**REQUIRED WORK**
Every line of the data that includes "false" should be copied out.

**DATA EXTRACT**

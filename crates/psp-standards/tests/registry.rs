use std::fs;
use std::path::Path;

use psp_engine::{NoProgress, ProvidedValues, Validator};
use psp_model::{CancellationToken, DmfVersion, DocumentType, Level};
use psp_standards::{ConfigError, DetectedDmf, FdmfRegistry, UnknownFdmf, ValidatorConfig};
use psp_tools::ToolManager;

const HEADER: &str = r#"
[fdmf]
schema = "psp-validator.fdmf"
schema_version = 1
document_type = "MONOGRAPH"
"#;

const DEFINITIONS: &str = r#"
[namespaces]
i = "http://example.org/info"

[[pattern]]
name = "INFO_FILE"
expressions = [{ regex = 'info_${PSP_ID}\.xml', case_sensitive = false }]

[[variable]]
name = "PSP_ROOT"
function = "getProvidedFile"
params = { file_id = "PSP_DIR" }

[[variable]]
name = "PSP_ID"
function = "getProvidedString"
params = { string_id = "PSP_ID" }

[[variable]]
name = "INFO_FILES"
function = "findFilesInDirByPattern"
params = { dir = { ref = "PSP_ROOT" } }
patterns = { pattern = { ref = "INFO_FILE" } }

[[section]]
name = "Root directory"
description = "files in the package root"

[[section.rule]]
name = "one info file"
function = "checkFilelistExactSize"
params = { files = { ref = "INFO_FILES" }, size = 1 }

[[section.rule]]
name = "nothing else"
function = "checkNoOtherFilesInDir"
params = { dir = { ref = "PSP_ROOT" }, files = [{ ref = "INFO_FILES" }], level = { type = "LEVEL", value = "WARNING" } }

[[section]]
name = "Info"

[[section.rule]]
name = "info follows profile"
function = "checkMetadataProfile"
params = { xml_files = { ref = "INFO_FILES" }, profile = "info" }
"#;

const INFO_PROFILE: &str = r#"
[profile]
schema = "psp-validator.metadata-profile"
schema_version = 1
name = "info"

[namespaces]
i = "http://example.org/info"

[root]
name = "i:info"

[[root.children]]
name = "i:title"
"#;

fn write(path: &Path, contents: &str) {
    if let Some(parent) = path.parent() {
        fs::create_dir_all(parent).expect("create dirs");
    }
    fs::write(path, contents).expect("write fixture");
}

fn fdmf(version: &str, definitions: &str) -> String {
    format!("{HEADER}version = \"{version}\"\n{definitions}")
}

/// Config dir with monograph 1.2 and 1.10 and a stray directory.
fn config_dir() -> tempfile::TempDir {
    let dir = tempfile::tempdir().expect("tempdir");
    for version in ["1.2", "1.10"] {
        let root = dir.path().join(format!("fdmf/monograph_{version}"));
        write(&root.join("fdmf.toml"), &fdmf(version, DEFINITIONS));
        write(&root.join("metadata_profiles/info.toml"), INFO_PROFILE);
    }
    fs::create_dir_all(dir.path().join("fdmf/drafts")).expect("stray dir");
    dir
}

fn version(text: &str) -> DmfVersion {
    text.parse().expect("version")
}

#[test]
fn versions_are_ordered_numerically_and_latest_is_default() {
    let config = config_dir();
    let loaded = ValidatorConfig::load(config.path()).expect("config");
    let registry = &loaded.registry;

    assert_eq!(
        registry.versions(DocumentType::Monograph),
        vec![&version("1.2"), &version("1.10")]
    );
    let latest = registry
        .resolve(DocumentType::Monograph, None)
        .expect("latest");
    assert_eq!(latest.dmf.version, version("1.10"));
    let forced = registry
        .resolve(DocumentType::Monograph, Some(&version("1.2")))
        .expect("forced");
    assert_eq!(forced.dmf.version, version("1.2"));
    assert!(loaded.tools.definitions.is_empty());
}

#[test]
fn unknown_fdmf_names_the_key() {
    let config = config_dir();
    let registry = FdmfRegistry::load(&config.path().join("fdmf")).expect("registry");

    let missing = registry
        .resolve(DocumentType::Monograph, Some(&version("9.9")))
        .expect_err("unknown version");
    assert_eq!(missing.to_string(), "no fDMF registered for MONOGRAPH 9.9");

    let no_type = registry
        .resolve(DocumentType::AudioFono, None)
        .expect_err("unknown type");
    assert_eq!(
        no_type,
        UnknownFdmf::DocumentType {
            document_type: DocumentType::AudioFono
        }
    );
}

#[test]
fn loaded_rule_set_validates_a_package() {
    let config = config_dir();
    let registry = FdmfRegistry::load(&config.path().join("fdmf")).expect("registry");
    let fdmf = registry
        .resolve(DocumentType::Monograph, None)
        .expect("fdmf");

    let package = tempfile::tempdir().expect("package");
    write(
        &package.path().join("INFO_abc.XML"),
        r#"<info xmlns="http://example.org/info"/>"#,
    );
    write(&package.path().join("notes.txt"), "x");

    let tools = ToolManager::default();
    let outcome = Validator::new(&fdmf.rules, &tools)
        .with_provided(ProvidedValues::for_package(package.path()).with_string("PSP_ID", "abc"))
        .run(&mut NoProgress, &CancellationToken::new());

    assert!(!outcome.is_valid());
    let root = &outcome.sections[0];
    assert!(root.rules[0].problems.is_empty());
    let stray = root.rules[1].problems.problems();
    assert_eq!(stray.len(), 1);
    assert_eq!(stray[0].level, Level::Warning);
    assert!(stray[0].message.contains("notes.txt"));
    let info = outcome.sections[1].rules[0].problems.problems();
    assert_eq!(info.len(), 1);
    assert_eq!(
        info[0].message,
        "INFO_abc.XML: /i:info: expected mandatory element 'i:title' not found"
    );
}

fn load_single(definitions: &str) -> Result<FdmfRegistry, ConfigError> {
    let dir = tempfile::tempdir().expect("tempdir");
    write(
        &dir.path().join("monograph_1.2/fdmf.toml"),
        &fdmf("1.2", definitions),
    );
    FdmfRegistry::load(dir.path())
}

#[test]
fn unknown_function_is_a_configuration_error() {
    let error = load_single(
        r#"
[[section]]
name = "s"

[[section.rule]]
name = "r"
function = "checkEverything"
"#,
    )
    .expect_err("unknown function");

    assert!(
        error.to_string().ends_with("rule 's/r': unknown function 'checkEverything'"),
        "{error}"
    );
}

#[test]
fn undefined_named_pattern_is_a_configuration_error() {
    let error = load_single(
        r#"
[[variable]]
name = "FILES"
function = "findFilesInDirByPattern"
params = { dir = { type = "FILE", value = "/psp" } }
patterns = { pattern = { ref = "NOWHERE" } }
"#,
    )
    .expect_err("undefined pattern");

    assert!(matches!(error, ConfigError::InvalidDefinition { .. }), "{error}");
}

#[test]
fn invalid_regex_is_a_configuration_error() {
    let error = load_single(
        r#"
[[pattern]]
name = "BROKEN"
expressions = [{ regex = "info_(" }]
"#,
    )
    .expect_err("invalid regex");

    assert!(matches!(error, ConfigError::Pattern { .. }), "{error}");
}

#[test]
fn xpath_with_unknown_prefix_is_a_configuration_error() {
    let error = load_single(
        r#"
[[variable]]
name = "ID"
function = "getStringByXpath"
params = { xml_file = { type = "FILE", value = "/psp/info.xml" }, xpath = "/x:info" }
"#,
    )
    .expect_err("invalid xpath");

    assert!(matches!(error, ConfigError::XPath { .. }), "{error}");
}

#[test]
fn typed_value_must_match_its_type() {
    let error = load_single(
        r#"
[[section]]
name = "s"

[[section.rule]]
name = "r"
function = "checkFilelistExactSize"
params = { files = { type = "FILE_LIST", value = "not a list" }, size = 1 }
"#,
    )
    .expect_err("type mismatch");

    assert!(
        error
            .to_string()
            .ends_with("parameter 'files': expected a FILE_LIST value, found string"),
        "{error}"
    );
}

#[test]
fn duplicate_section_is_rejected() {
    let error = load_single(
        r#"
[[section]]
name = "s"

[[section]]
name = "s"
"#,
    )
    .expect_err("duplicate");

    assert!(error.to_string().ends_with("duplicate section 's'"), "{error}");
}

#[test]
fn header_must_match_directory() {
    let dir = tempfile::tempdir().expect("tempdir");
    write(
        &dir.path().join("periodical_1.6/fdmf.toml"),
        &fdmf("1.6", ""),
    );

    let error = FdmfRegistry::load(dir.path()).expect_err("mismatch");

    assert!(matches!(error, ConfigError::InvalidHeader { .. }), "{error}");
    assert!(error.to_string().contains("declares MONOGRAPH 1.6"), "{error}");
}

#[test]
fn unknown_keys_are_rejected() {
    let error = load_single(
        r#"
[[section]]
name = "s"
enabeld = false
"#,
    )
    .expect_err("unknown key");

    assert!(matches!(error, ConfigError::Toml { .. }), "{error}");
}

#[test]
fn missing_configuration_directory_is_reported() {
    let dir = tempfile::tempdir().expect("tempdir");

    let error = ValidatorConfig::load(&dir.path().join("nope")).expect_err("missing");

    assert!(matches!(error, ConfigError::DirectoryNotFound { .. }));
}

#[test]
fn shipped_configuration_loads() {
    let config = ValidatorConfig::load(&psp_standards::config_root(None)).expect("config");

    assert!(!config.registry.is_empty());
    assert!(config.registry.latest(DocumentType::Monograph).is_some());
}

/// Package whose METS and info files name the given type and version.
fn described_package(mets_type: &str, metadata_version: &str) -> tempfile::TempDir {
    let package = tempfile::tempdir().expect("package");
    write(
        &package.path().join("mets_abc.xml"),
        &format!(
            r#"<mets:mets xmlns:mets="http://www.loc.gov/METS/" TYPE="{mets_type}"/>"#
        ),
    );
    write(
        &package.path().join("info_abc.xml"),
        &format!("<info><metadataversion> {metadata_version} </metadataversion></info>"),
    );
    package
}

#[test]
fn package_metadata_names_its_fdmf() {
    let package = described_package("Monograph", "1.2");

    let detected = DetectedDmf::from_package(package.path());

    assert_eq!(detected.document_type, Some(DocumentType::Monograph));
    assert_eq!(detected.version, Some(version("1.2")));
}

#[test]
fn package_without_metadata_detects_nothing() {
    let package = tempfile::tempdir().expect("package");
    write(&package.path().join("mets_abc.xml"), "<mets TYPE=\"Newspaper\"/>");
    write(&package.path().join("info_abc.xml"), "<info><metadataversion>");

    assert_eq!(DetectedDmf::from_package(package.path()), DetectedDmf::default());
}

#[test]
fn detected_fdmf_is_used_unless_forced() {
    let config = config_dir();
    let registry = FdmfRegistry::load(&config.path().join("fdmf")).expect("registry");
    let package = described_package("Monograph", "1.2");

    let detected = registry
        .resolve_for_package(None, None, package.path())
        .expect("detected");
    assert_eq!(detected.dmf.dir_name(), "monograph_1.2");

    let forced = registry
        .resolve_for_package(None, Some(&version("1.10")), package.path())
        .expect("forced version");
    assert_eq!(forced.dmf.dir_name(), "monograph_1.10");

    let other_type = registry
        .resolve_for_package(Some(DocumentType::Periodical), None, package.path())
        .expect_err("forced type has no fDMF");
    assert_eq!(other_type.to_string(), "no fDMF registered for PERIODICAL 1.2");
}

#[test]
fn undetected_version_falls_back_to_latest() {
    let config = config_dir();
    let registry = FdmfRegistry::load(&config.path().join("fdmf")).expect("registry");
    let package = tempfile::tempdir().expect("package");
    write(
        &package.path().join("METS_ABC.XML"),
        r#"<mets xmlns="http://www.loc.gov/METS/" TYPE="monograph"/>"#,
    );

    let resolved = registry
        .resolve_for_package(None, None, package.path())
        .expect("latest");

    assert_eq!(resolved.dmf.dir_name(), "monograph_1.10");
}

#[test]
fn undetected_type_is_reported() {
    let config = config_dir();
    let registry = FdmfRegistry::load(&config.path().join("fdmf")).expect("registry");
    let package = tempfile::tempdir().expect("package");

    let error = registry
        .resolve_for_package(None, None, package.path())
        .expect_err("nothing to detect");

    assert!(matches!(error, UnknownFdmf::Undetected { .. }), "{error}");
}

**THE ANSWER**
expressions = [{ regex = 'info_${PSP_ID}\.xml', case_sensitive = false }]
enabeld = false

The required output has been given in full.